(MATERIAL FOR THE TASK Opens)
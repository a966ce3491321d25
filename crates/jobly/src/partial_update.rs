//! Partial UPDATE assignment clauses.
//!
//! A [`Patch`] holds only the fields a caller wants to change, keyed by their
//! external name. [`sql_for_partial_update`] turns it into a
//! `"col" = $1, "other_col" = $2` fragment whose values are bound in the same
//! order.
//!
//! # Example
//!
//! ```ignore
//! use jobly::{ColumnMap, Patch, sql, sql_for_partial_update};
//!
//! let mut patch = Patch::new();
//! patch.set("title", "Staff Engineer".to_string());
//! patch.set_null::<i32>("salary");
//!
//! let set = sql_for_partial_update(&patch, &ColumnMap::identity())?;
//! let mut q = sql("UPDATE jobs SET ");
//! q.push_sql(set);
//! q.push(" WHERE id = ").push_bind(job_id);
//! // UPDATE jobs SET "title" = $1, "salary" = $2 WHERE id = $3
//! ```

use crate::columns::ColumnMap;
use crate::error::{ModelError, ModelResult};
use crate::ident::Ident;
use crate::sql::{Param, Sql};
use std::sync::Arc;
use tokio_postgres::types::ToSql;

/// An ordered, presence-aware set of field changes.
///
/// A field is part of the update only if it was set. Setting a field to
/// `None` (or via [`Patch::set_null`]) writes SQL `NULL`, which is different
/// from leaving the field out.
#[derive(Debug, Default)]
pub struct Patch {
    fields: Vec<(String, Param)>,
}

impl Patch {
    pub fn new() -> Self {
        Self::default()
    }

    /// Set a field. Setting the same field twice keeps its first position.
    pub fn set<T>(&mut self, field: impl Into<String>, value: T) -> &mut Self
    where
        T: ToSql + Sync + Send + 'static,
    {
        self.set_value(field, Arc::new(value))
    }

    /// Set a field to SQL `NULL`.
    ///
    /// `T` is the column's Rust type, used to encode the typed null.
    pub fn set_null<T>(&mut self, field: impl Into<String>) -> &mut Self
    where
        T: ToSql + Sync + Send + 'static,
    {
        self.set(field, None::<T>)
    }

    /// Set a field to an already type-erased value.
    pub fn set_value(&mut self, field: impl Into<String>, value: Param) -> &mut Self {
        let field = field.into();
        match self.fields.iter_mut().find(|(name, _)| *name == field) {
            Some((_, slot)) => *slot = value,
            None => self.fields.push((field, value)),
        }
        self
    }

    /// Whether `field` is part of this patch.
    pub fn contains(&self, field: &str) -> bool {
        self.fields.iter().any(|(name, _)| name == field)
    }

    pub fn len(&self) -> usize {
        self.fields.len()
    }

    pub fn is_empty(&self) -> bool {
        self.fields.is_empty()
    }

    /// Field names in insertion order.
    pub fn fields(&self) -> impl Iterator<Item = &str> {
        self.fields.iter().map(|(name, _)| name.as_str())
    }

    /// `(field, value)` pairs in insertion order.
    pub fn iter(&self) -> impl Iterator<Item = (&str, &Param)> {
        self.fields.iter().map(|(name, value)| (name.as_str(), value))
    }
}

/// Build the assignment list of an UPDATE statement from a partial field set.
///
/// Each field is translated through `columns` (falling back to its external
/// name), quoted, and assigned the next placeholder. The pairs are walked once,
/// so placeholder `$i` always binds to the `i`-th field of the patch.
///
/// Fails with [`ModelError::BadRequest`] when the patch is empty. Type and
/// range checks on individual values are up to the caller.
pub fn sql_for_partial_update(fields: &Patch, columns: &ColumnMap) -> ModelResult<Sql> {
    if fields.is_empty() {
        return Err(ModelError::bad_request("No data"));
    }

    let mut set = Sql::empty();
    for (i, (field, value)) in fields.iter().enumerate() {
        if i > 0 {
            set.push(", ");
        }
        let column = Ident::quoted(columns.storage_name(field))?;
        set.push_ident(&column)
            .push(" = ")
            .push_bind_value(Arc::clone(value));
    }
    Ok(set)
}

#[cfg(test)]
mod tests {
    use super::*;

    fn debug_values(sql: &Sql) -> Vec<String> {
        sql.params().iter().map(|v| format!("{v:?}")).collect()
    }

    #[test]
    fn translates_and_numbers_user_fields() {
        let mut data = Patch::new();
        data.set("firstName", "nathan".to_string())
            .set("lastName", "irrelevant".to_string())
            .set("email", "test@test.com".to_string())
            .set("password", "password".to_string());
        let columns = ColumnMap::new(&[("firstName", "first_name"), ("lastName", "last_name")]);

        let set = sql_for_partial_update(&data, &columns).unwrap();

        assert_eq!(
            set.to_sql(),
            r#""first_name" = $1, "last_name" = $2, "email" = $3, "password" = $4"#
        );
        assert_eq!(
            debug_values(&set),
            vec![
                r#""nathan""#,
                r#""irrelevant""#,
                r#""test@test.com""#,
                r#""password""#
            ]
        );
    }

    #[test]
    fn translates_company_fields() {
        let mut data = Patch::new();
        data.set("name", "fake".to_string())
            .set("description", "not real".to_string())
            .set("numEmployees", 20_i32)
            .set("logoUrl", "test.fakephoto.com".to_string());
        let columns = ColumnMap::new(&[("numEmployees", "num_employees"), ("logoUrl", "logo_url")]);

        let set = sql_for_partial_update(&data, &columns).unwrap();

        assert_eq!(
            set.to_sql(),
            r#""name" = $1, "description" = $2, "num_employees" = $3, "logo_url" = $4"#
        );
        assert_eq!(set.param_count(), 4);
        assert_eq!(debug_values(&set)[2], "20");
    }

    #[test]
    fn empty_patch_is_bad_request_for_any_map() {
        let empty = Patch::new();
        for columns in [
            ColumnMap::identity(),
            ColumnMap::new(&[("numEmployees", "num_employees"), ("logoUrl", "logo_url")]),
        ] {
            let err = sql_for_partial_update(&empty, &columns).unwrap_err();
            assert!(err.is_bad_request());
            assert_eq!(err.to_string(), "Bad request: No data");
        }
    }

    #[test]
    fn placeholder_count_matches_field_count() {
        for n in 1..=12 {
            let mut data = Patch::new();
            for i in 0..n {
                data.set(format!("field{i}"), i as i64);
            }

            let set = sql_for_partial_update(&data, &ColumnMap::identity()).unwrap();
            let rendered = set.to_sql();

            assert_eq!(set.param_count(), n);
            assert_eq!(rendered.matches('$').count(), n);
            for i in 0..n {
                let token = format!(r#""field{i}" = ${}"#, i + 1);
                assert!(rendered.contains(&token), "missing {token} in {rendered}");
                assert_eq!(format!("{:?}", set.params()[i]), i.to_string());
            }
        }
    }

    #[test]
    fn explicit_null_is_bound_not_skipped() {
        let mut data = Patch::new();
        data.set_null::<i32>("salary").set("equity", None::<String>);

        let set = sql_for_partial_update(&data, &ColumnMap::identity()).unwrap();

        assert_eq!(set.to_sql(), r#""salary" = $1, "equity" = $2"#);
        assert_eq!(debug_values(&set), vec!["None", "None"]);
    }

    #[test]
    fn resetting_a_field_keeps_its_position() {
        let mut data = Patch::new();
        data.set("title", "a".to_string())
            .set("salary", 1_i32)
            .set("title", "b".to_string());

        assert_eq!(data.len(), 2);
        assert_eq!(data.fields().collect::<Vec<_>>(), vec!["title", "salary"]);

        let set = sql_for_partial_update(&data, &ColumnMap::identity()).unwrap();
        assert_eq!(set.to_sql(), r#""title" = $1, "salary" = $2"#);
        assert_eq!(debug_values(&set), vec![r#""b""#, "1"]);
    }

    #[test]
    fn field_names_cannot_break_out_of_the_identifier() {
        let mut data = Patch::new();
        data.set(r#"title" = 'x', "salary"#, 1_i32);

        let set = sql_for_partial_update(&data, &ColumnMap::identity()).unwrap();
        assert_eq!(set.to_sql(), r#""title"" = 'x', ""salary" = $1"#);
    }

    #[test]
    fn contains_tracks_presence() {
        let mut data = Patch::new();
        data.set_null::<i32>("salary");
        assert!(data.contains("salary"));
        assert!(!data.contains("title"));
    }
}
(MATERIAL FOR THE TASK Closes)
§ REQUIRED WORK:
Please retype all of the data above exactly as it appears.

§ RESPONSE TO THIS TASK:
repository a966ce3491321d25
filename crates/jobly/src/partial_update.rs
//! Partial UPDATE assignment clauses.
//!
//! A [`Patch`] holds only the fields a caller wants to change, keyed by their
//! external name. [`sql_for_partial_update`] turns it into a
//! `"col" = $1, "other_col" = $2` fragment whose values are bound in the same
//! order.
//!
//! # Example
//!
//! ```ignore
//! use jobly::{ColumnMap, Patch, sql, sql_for_partial_update};
//!
//! let mut patch = Patch::new();
//! patch.set("title", "Staff Engineer".to_string());
//! patch.set_null::<i32>("salary");
//!
//! let set = sql_for_partial_update(&patch, &ColumnMap::identity())?;
//! let mut q = sql("UPDATE jobs SET ");
//! q.push_sql(set);
//! q.push(" WHERE id = ").push_bind(job_id);
//! // UPDATE jobs SET "title" = $1, "salary" = $2 WHERE id = $3
//! ```

use crate::columns::ColumnMap;
use crate::error::{ModelError, ModelResult};
use crate::ident::Ident;
use crate::sql::{Param, Sql};
use std::sync::Arc;
use tokio_postgres::types::ToSql;

/// An ordered, presence-aware set of field changes.
///
/// A field is part of the update only if it was set. Setting a field to
/// `None` (or via [`Patch::set_null`]) writes SQL `NULL`, which is different
/// from leaving the field out.
#[derive(Debug, Default)]
pub struct Patch {
    fields: Vec<(String, Param)>,
}

impl Patch {
    pub fn new() -> Self {
        Self::default()
    }

    /// Set a field. Setting the same field twice keeps its first position.
    pub fn set<T>(&mut self, field: impl Into<String>, value: T) -> &mut Self
    where
        T: ToSql + Sync + Send + 'static,
    {
        self.set_value(field, Arc::new(value))
    }

    /// Set a field to SQL `NULL`.
    ///
    /// `T` is the column's Rust type, used to encode the typed null.
    pub fn set_null<T>(&mut self, field: impl Into<String>) -> &mut Self
    where
        T: ToSql + Sync + Send + 'static,
    {
        self.set(field, None::<T>)
    }

    /// Set a field to an already type-erased value.
    pub fn set_value(&mut self, field: impl Into<String>, value: Param) -> &mut Self {
        let field = field.into();
        match self.fields.iter_mut().find(|(name, _)| *name == field) {
            Some((_, slot)) => *slot = value,
            None => self.fields.push((field, value)),
        }
        self
    }

    /// Whether `field` is part of this patch.
    pub fn contains(&self, field: &str) -> bool {
        self.fields.iter().any(|(name, _)| name == field)
    }

    pub fn len(&self) -> usize {
        self.fields.len()
    }

    pub fn is_empty(&self) -> bool {
        self.fields.is_empty()
    }

    /// Field names in insertion order.
    pub fn fields(&self) -> impl Iterator<Item = &str> {
        self.fields.iter().map(|(name, _)| name.as_str())
    }

    /// `(field, value)` pairs in insertion order.
    pub fn iter(&self) -> impl Iterator<Item = (&str, &Param)> {
        self.fields.iter().map(|(name, value)| (name.as_str(), value))
    }
}

/// Build the assignment list of an UPDATE statement from a partial field set.
///
/// Each field is translated through `columns` (falling back to its external
/// name), quoted, and assigned the next placeholder. The pairs are walked once,
/// so placeholder `$i` always binds to the `i`-th field of the patch.
///
/// Fails with [`ModelError::BadRequest`] when the patch is empty. Type and
/// range checks on individual values are up to the caller.
pub fn sql_for_partial_update(fields: &Patch, columns: &ColumnMap) -> ModelResult<Sql> {
    if fields.is_empty() {
        return Err(ModelError::bad_request("No data"));
    }

    let mut set = Sql::empty();
    for (i, (field, value)) in fields.iter().enumerate() {
        if i > 0 {
            set.push(", ");
        }
        let column = Ident::quoted(columns.storage_name(field))?;
        set.push_ident(&column)
            .push(" = ")
            .push_bind_value(Arc::clone(value));
    }
    Ok(set)
}

#[cfg(test)]
mod tests {
    use super::*;

    fn debug_values(sql: &Sql) -> Vec<String> {
        sql.params().iter().map(|v| format!("{v:?}")).collect()
    }

    #[test]
    fn translates_and_numbers_user_fields() {
        let mut data = Patch::new();
        data.set("firstName", "nathan".to_string())
            .set("lastName", "irrelevant".to_string())
            .set("email", "test@test.com".to_string())
            .set("password", "password".to_string());
        let columns = ColumnMap::new(&[("firstName", "first_name"), ("lastName", "last_name")]);

        let set = sql_for_partial_update(&data, &columns).unwrap();

        assert_eq!(
            set.to_sql(),
            r#""first_name" = $1, "last_name" = $2, "email" = $3, "password" = $4"#
        );
        assert_eq!(
            debug_values(&set),
            vec![
                r#""nathan""#,
                r#""irrelevant""#,
                r#""test@test.com""#,
                r#""password""#
            ]
        );
    }

    #[test]
    fn translates_company_fields() {
        let mut data = Patch::new();
        data.set("name", "fake".to_string())
            .set("description", "not real".to_string())
            .set("numEmployees", 20_i32)
            .set("logoUrl", "test.fakephoto.com".to_string());
        let columns = ColumnMap::new(&[("numEmployees", "num_employees"), ("logoUrl", "logo_url")]);

        let set = sql_for_partial_update(&data, &columns).unwrap();

        assert_eq!(
            set.to_sql(),
            r#""name" = $1, "description" = $2, "num_employees" = $3, "logo_url" = $4"#
        );
        assert_eq!(set.param_count(), 4);
        assert_eq!(debug_values(&set)[2], "20");
    }

    #[test]
    fn empty_patch_is_bad_request_for_any_map() {
        let empty = Patch::new();
        for columns in [
            ColumnMap::identity(),
            ColumnMap::new(&[("numEmployees", "num_employees"), ("logoUrl", "logo_url")]),
        ] {
            let err = sql_for_partial_update(&empty, &columns).unwrap_err();
            assert!(err.is_bad_request());
            assert_eq!(err.to_string(), "Bad request: No data");
        }
    }

    #[test]
    fn placeholder_count_matches_field_count() {
        for n in 1..=12 {
            let mut data = Patch::new();
            for i in 0..n {
                data.set(format!("field{i}"), i as i64);
            }

            let set = sql_for_partial_update(&data, &ColumnMap::identity()).unwrap();
            let rendered = set.to_sql();

            assert_eq!(set.param_count(), n);
            assert_eq!(rendered.matches('$').count(), n);
            for i in 0..n {
                let token = format!(r#""field{i}" = ${}"#, i + 1);
                assert!(rendered.contains(&token), "missing {token} in {rendered}");
                assert_eq!(format!("{:?}", set.params()[i]), i.to_string());
            }
        }
    }

    #[test]
    fn explicit_null_is_bound_not_skipped() {
        let mut data = Patch::new();
        data.set_null::<i32>("salary").set("equity", None::<String>);

        let set = sql_for_partial_update(&data, &ColumnMap::identity()).unwrap();

        assert_eq!(set.to_sql(), r#""salary" = $1, "equity" = $2"#);
        assert_eq!(debug_values(&set), vec!["None", "None"]);
    }

    #[test]
    fn resetting_a_field_keeps_its_position() {
        let mut data = Patch::new();
        data.set("title", "a".to_string())
            .set("salary", 1_i32)
            .set("title", "b".to_string());

        assert_eq!(data.len(), 2);
        assert_eq!(data.fields().collect::<Vec<_>>(), vec!["title", "salary"]);

        let set = sql_for_partial_update(&data, &ColumnMap::identity()).unwrap();
        assert_eq!(set.to_sql(), r#""title" = $1, "salary" = $2"#);
        assert_eq!(debug_values(&set), vec![r#""b""#, "1"]);
    }

    #[test]
    fn field_names_cannot_break_out_of_the_identifier() {
        let mut data = Patch::new();
        data.set(r#"title" = 'x', "salary"#, 1_i32);

        let set = sql_for_partial_update(&data, &ColumnMap::identity()).unwrap();
        assert_eq!(set.to_sql(), r#""title"" = 'x', ""salary" = $1"#);
    }

    #[test]
    fn contains_tracks_presence() {
        let mut data = Patch::new();
        data.set_null::<i32>("salary");
        assert!(data.contains("salary"));
        assert!(!data.contains("title"));
    }
}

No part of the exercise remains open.